The change in velocity would be
`v_(y) - u_(y) = (-u_(y)) - u_(y) = (-2)\, u_(y)`.

Divide the change in the vertical component of velocity by the vertical component of acceleration to find the duration
`t` of the motion:

`\begin{aligned}t &= (v_(y) - u_(y))/(a_(y)) \\ &= ((-u_(y)) - \, u_(y))/((-g)) \\ &= (2\, u_(y))/(g)\end{aligned}`.

The horizontal component of velocity
`v_(x)` is constant under the assumption that air resistance is negligible. The value of the horizontal component of velocity would be equal to the initial value
`u_(x)`. The range
`x_(x)` (horizontal displacement) of the ball would be equal to the product of this horizontal component of velocity and the duration of the flight:

`\begin{aligned}x_(x) &= u_(x)\, t \\ &= (u\, \cos(\theta))\, \left((2\, u_(y))/(g)\right)\\ &= (u\, \cos(\theta))\, \left((2\, u\, \sin(\theta))/(g)\right) \\ &= (u^(2)\, (2\, \sin(\theta)\, \cos(\theta)))/(g)\end{aligned}`.

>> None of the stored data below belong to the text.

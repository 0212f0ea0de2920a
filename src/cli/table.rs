//! Table formatting for ranked idea listings
//!
//! Rows are built from typed cells so the same data can be rendered as
//! aligned terminal columns, CSV, Markdown or bare ids.

use chrono::{DateTime, Utc};
use console::style;

use crate::cli::helpers::{escape_csv, format_revenue, truncate_str};
use crate::cli::OutputFormat;
use crate::core::entity::{Classification, Status};
use crate::core::ranking::RankedRow;
use crate::core::catalog::CRITERIA;
use crate::entities::record::RecordId;

/// A typed cell value with semantic meaning for formatting
#[derive(Debug, Clone)]
pub enum CellValue {
    /// Plain text, truncated to the column width
    Text(String),
    /// Status with color coding
    Status(Status),
    /// Classification tier with color coding
    Tier(Classification),
    /// Single criterion score, 0..=5
    Score(u8),
    /// Score total
    Total(u32),
    /// Revenue estimate in whole units
    Revenue(f64),
    /// Creation date, shown as dd/mm/yyyy
    Date(Option<DateTime<Utc>>),
    /// Unsaved-changes marker
    Dirty(bool),
}

impl CellValue {
    /// Aligned, colored terminal form
    pub fn format_tsv(&self, width: usize) -> String {
        match self {
            CellValue::Text(s) => {
                format!("{:<width$}", truncate_str(s, width), width = width)
            }
            CellValue::Status(status) => {
                let s = status.label();
                let styled = match status {
                    Status::UnderReview => style(s).yellow(),
                    Status::Approved => style(s).green(),
                    Status::Cancelled => style(s).red().dim(),
                    Status::Completed => style(s).cyan().bold(),
                };
                format!("{:<width$}", styled, width = width)
            }
            CellValue::Tier(tier) => {
                let s = tier.label();
                let styled = match tier {
                    Classification::VeryHigh => style(s).green().bold(),
                    Classification::High => style(s).green(),
                    Classification::Medium => style(s).yellow(),
                    Classification::Low => style(s).dim(),
                };
                format!("{:<width$}", styled, width = width)
            }
            CellValue::Score(n) => {
                let styled = match n {
                    4..=5 => style(n).green(),
                    2..=3 => style(n).white(),
                    _ => style(n).dim(),
                };
                format!("{:>width$}", styled, width = width)
            }
            CellValue::Total(n) => format!("{:>width$}", style(n).bold(), width = width),
            CellValue::Revenue(v) => format!("{:>width$}", format_revenue(*v), width = width),
            CellValue::Date(_) => format!("{:<width$}", self.raw(), width = width),
            CellValue::Dirty(true) => format!("{:<width$}", style("*").yellow().bold(), width = width),
            CellValue::Dirty(false) => format!("{:<width$}", "", width = width),
        }
    }

    /// RFC 4180 form, no colors
    pub fn format_csv(&self) -> String {
        match self {
            CellValue::Text(s) => escape_csv(s),
            CellValue::Status(status) => status.to_string(),
            CellValue::Tier(tier) => tier.to_string(),
            CellValue::Revenue(v) => format!("{}", v),
            CellValue::Dirty(dirty) => dirty.to_string(),
            _ => self.raw(),
        }
    }

    /// Markdown form with escaped pipes
    pub fn format_md(&self) -> String {
        let raw = match self {
            CellValue::Revenue(v) => format_revenue(*v),
            CellValue::Dirty(true) => "*".to_string(),
            _ => self.raw(),
        };
        raw.replace('|', "\\|")
    }

    /// Unformatted display value
    pub fn raw(&self) -> String {
        match self {
            CellValue::Text(s) => s.clone(),
            CellValue::Status(status) => status.label().to_string(),
            CellValue::Tier(tier) => tier.label().to_string(),
            CellValue::Score(n) => n.to_string(),
            CellValue::Total(n) => n.to_string(),
            CellValue::Revenue(v) => format_revenue(*v),
            CellValue::Date(date) => date
                .map(|d| d.format("%d/%m/%Y").to_string())
                .unwrap_or_else(|| "-".to_string()),
            CellValue::Dirty(_) => String::new(),
        }
    }

    /// Width of the unstyled content, in characters
    pub fn display_width(&self) -> usize {
        match self {
            CellValue::Dirty(_) => 1,
            CellValue::Revenue(v) => format_revenue(*v).chars().count(),
            _ => self.raw().chars().count(),
        }
    }
}

/// Column definition with header label and maximum width
#[derive(Debug, Clone)]
pub struct ColumnDef {
    pub key: &'static str,
    pub header: &'static str,
    pub width: usize,
}

impl ColumnDef {
    pub const fn new(key: &'static str, header: &'static str, width: usize) -> Self {
        Self { key, header, width }
    }
}

/// Columns of the ranked idea listing
pub const IDEA_COLUMNS: &[ColumnDef] = &[
    ColumnDef::new("dirty", "", 1),
    ColumnDef::new("name", "NAME", 32),
    ColumnDef::new("cluster", "CLUSTER", 18),
    ColumnDef::new("status", "STATUS", 13),
    ColumnDef::new("score_0", "ALN", 3),
    ColumnDef::new("score_1", "CUS", 3),
    ColumnDef::new("score_2", "FIN", 3),
    ColumnDef::new("score_3", "FEA", 3),
    ColumnDef::new("score_4", "CMP", 3),
    ColumnDef::new("total", "TOTAL", 5),
    ColumnDef::new("tier", "TIER", 10),
    ColumnDef::new("revenue", "REVENUE", 12),
    ColumnDef::new("created", "CREATED", 10),
];

/// A row of cell values keyed by column
pub struct TableRow {
    pub id: RecordId,
    pub cells: Vec<(&'static str, CellValue)>,
}

impl TableRow {
    pub fn new(id: RecordId) -> Self {
        Self {
            id,
            cells: Vec::new(),
        }
    }

    pub fn cell(mut self, key: &'static str, value: CellValue) -> Self {
        self.cells.push((key, value));
        self
    }

    pub fn get(&self, key: &str) -> Option<&CellValue> {
        self.cells.iter().find(|(k, _)| *k == key).map(|(_, v)| v)
    }

    /// Table row for one ranked idea
    pub fn from_ranked(row: &RankedRow) -> Self {
        const SCORE_KEYS: [&str; 5] = ["score_0", "score_1", "score_2", "score_3", "score_4"];

        let record = &row.record;
        let mut table_row = TableRow::new(record.id)
            .cell("dirty", CellValue::Dirty(row.dirty))
            .cell("name", CellValue::Text(record.name.clone()))
            .cell("cluster", CellValue::Text(record.cluster.clone()))
            .cell("status", CellValue::Status(record.status()));
        for (i, key) in SCORE_KEYS.iter().enumerate().take(CRITERIA.len()) {
            table_row = table_row.cell(key, CellValue::Score(record.scores.get(i)));
        }
        table_row
            .cell("total", CellValue::Total(row.total))
            .cell("tier", CellValue::Tier(row.classification))
            .cell("revenue", CellValue::Revenue(record.revenue_estimate))
            .cell("created", CellValue::Date(record.creation_date))
    }
}

/// Renders rows in the selected output format
pub struct TableFormatter<'a> {
    columns: &'a [ColumnDef],
    noun: &'static str,
    show_summary: bool,
}

impl<'a> TableFormatter<'a> {
    pub fn new(columns: &'a [ColumnDef], noun: &'static str) -> Self {
        Self {
            columns,
            noun,
            show_summary: true,
        }
    }

    /// Drop the trailing "N idea(s)" line
    pub fn without_summary(mut self) -> Self {
        self.show_summary = false;
        self
    }

    /// Render rows to a string in the given format
    pub fn render(&self, rows: &[TableRow], format: OutputFormat) -> String {
        match format {
            OutputFormat::Csv => self.render_csv(rows),
            OutputFormat::Md => self.render_md(rows),
            OutputFormat::Id => rows.iter().map(|r| format!("{}\n", r.id)).collect(),
            _ => self.render_tsv(rows),
        }
    }

    pub fn output(&self, rows: &[TableRow], format: OutputFormat) {
        print!("{}", self.render(rows, format));
    }

    /// Column widths sized to content, capped at each column's maximum
    fn widths(&self, rows: &[TableRow]) -> Vec<usize> {
        let id_width = rows
            .iter()
            .map(|r| r.id.to_string().len())
            .max()
            .unwrap_or(0)
            .max(2);

        std::iter::once(id_width)
            .chain(self.columns.iter().map(|col| {
                let content = rows
                    .iter()
                    .filter_map(|r| r.get(col.key))
                    .map(CellValue::display_width)
                    .max()
                    .unwrap_or(0);
                col.header.chars().count().max(content).min(col.width)
            }))
            .collect()
    }

    fn render_tsv(&self, rows: &[TableRow]) -> String {
        let widths = self.widths(rows);
        let mut out = String::new();

        let mut header = vec![format!("{:>width$}", style("ID").bold().dim(), width = widths[0])];
        for (col, width) in self.columns.iter().zip(&widths[1..]) {
            header.push(format!("{:<width$}", style(col.header).bold(), width = *width));
        }
        out.push_str(header.join(" ").trim_end());
        out.push('\n');

        let total_width: usize = widths.iter().sum::<usize>() + widths.len() - 1;
        out.push_str(&"-".repeat(total_width));
        out.push('\n');

        for row in rows {
            let mut parts = vec![format!("{:>width$}", style(row.id).cyan(), width = widths[0])];
            for (col, width) in self.columns.iter().zip(&widths[1..]) {
                match row.get(col.key) {
                    Some(value) => parts.push(value.format_tsv(*width)),
                    None => parts.push(format!("{:<width$}", "-", width = *width)),
                }
            }
            out.push_str(parts.join(" ").trim_end());
            out.push('\n');
        }

        if self.show_summary {
            out.push('\n');
            out.push_str(&format!("{} {}(s)\n", style(rows.len()).cyan(), self.noun));
        }
        out
    }

    fn render_csv(&self, rows: &[TableRow]) -> String {
        let mut out = String::new();
        let headers: Vec<&str> = std::iter::once("id")
            .chain(self.columns.iter().map(|c| c.key))
            .collect();
        out.push_str(&headers.join(","));
        out.push('\n');

        for row in rows {
            let values: Vec<String> = std::iter::once(row.id.to_string())
                .chain(
                    self.columns
                        .iter()
                        .map(|c| row.get(c.key).map(CellValue::format_csv).unwrap_or_default()),
                )
                .collect();
            out.push_str(&values.join(","));
            out.push('\n');
        }
        out
    }

    fn render_md(&self, rows: &[TableRow]) -> String {
        let mut out = String::new();
        let headers: Vec<&str> = std::iter::once("ID")
            .chain(self.columns.iter().map(|c| if c.header.is_empty() { " " } else { c.header }))
            .collect();
        out.push_str(&format!("| {} |\n", headers.join(" | ")));
        out.push_str(&format!("|{}|\n", vec!["---"; headers.len()].join("|")));

        for row in rows {
            let values: Vec<String> = std::iter::once(row.id.to_string())
                .chain(self.columns.iter().map(|c| {
                    row.get(c.key)
                        .map(CellValue::format_md)
                        .unwrap_or_else(|| "-".to_string())
                }))
                .collect();
            out.push_str(&format!("| {} |\n", values.join(" | ")));
        }
        out
    }
}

Using the trigonometric identity
`2\, \sin(\theta)\, \cos(\theta) = \sin(2\, \theta)`, the expression for range can be further simplified:

`\begin{aligned}x_(x) &= u_(x)\, t \\ & \cdots \\ &= (u^(2)\, (2\, \sin(\theta)\, \cos(\theta)))/(g) \\ &= (u^(2)\, \sin(2\, \theta))/(g)\end{aligned}`.

Substitute
`u = 4.5\; {\rm m\cdot s^(-1)}`,
`\theta = 30^(\circ)`, and
`g = 9.81\; {\rm m\cdot s^(-2)}` into this expression to obtain:

`\begin{aligned}x_(x) &= (u^(2)\, \sin(2\, \theta))/(g) \\ &= ((4.5)^(2)\, \sin(2\, (30^(\circ))))/(9.81)\; {\rm m} \\ &\approx 1.79\; {\rm m}\end{aligned}`.

In other words, the range of this ball would be approximately
`1.8\; {\rm m}` under the assumptions (rounded to two significant figures.)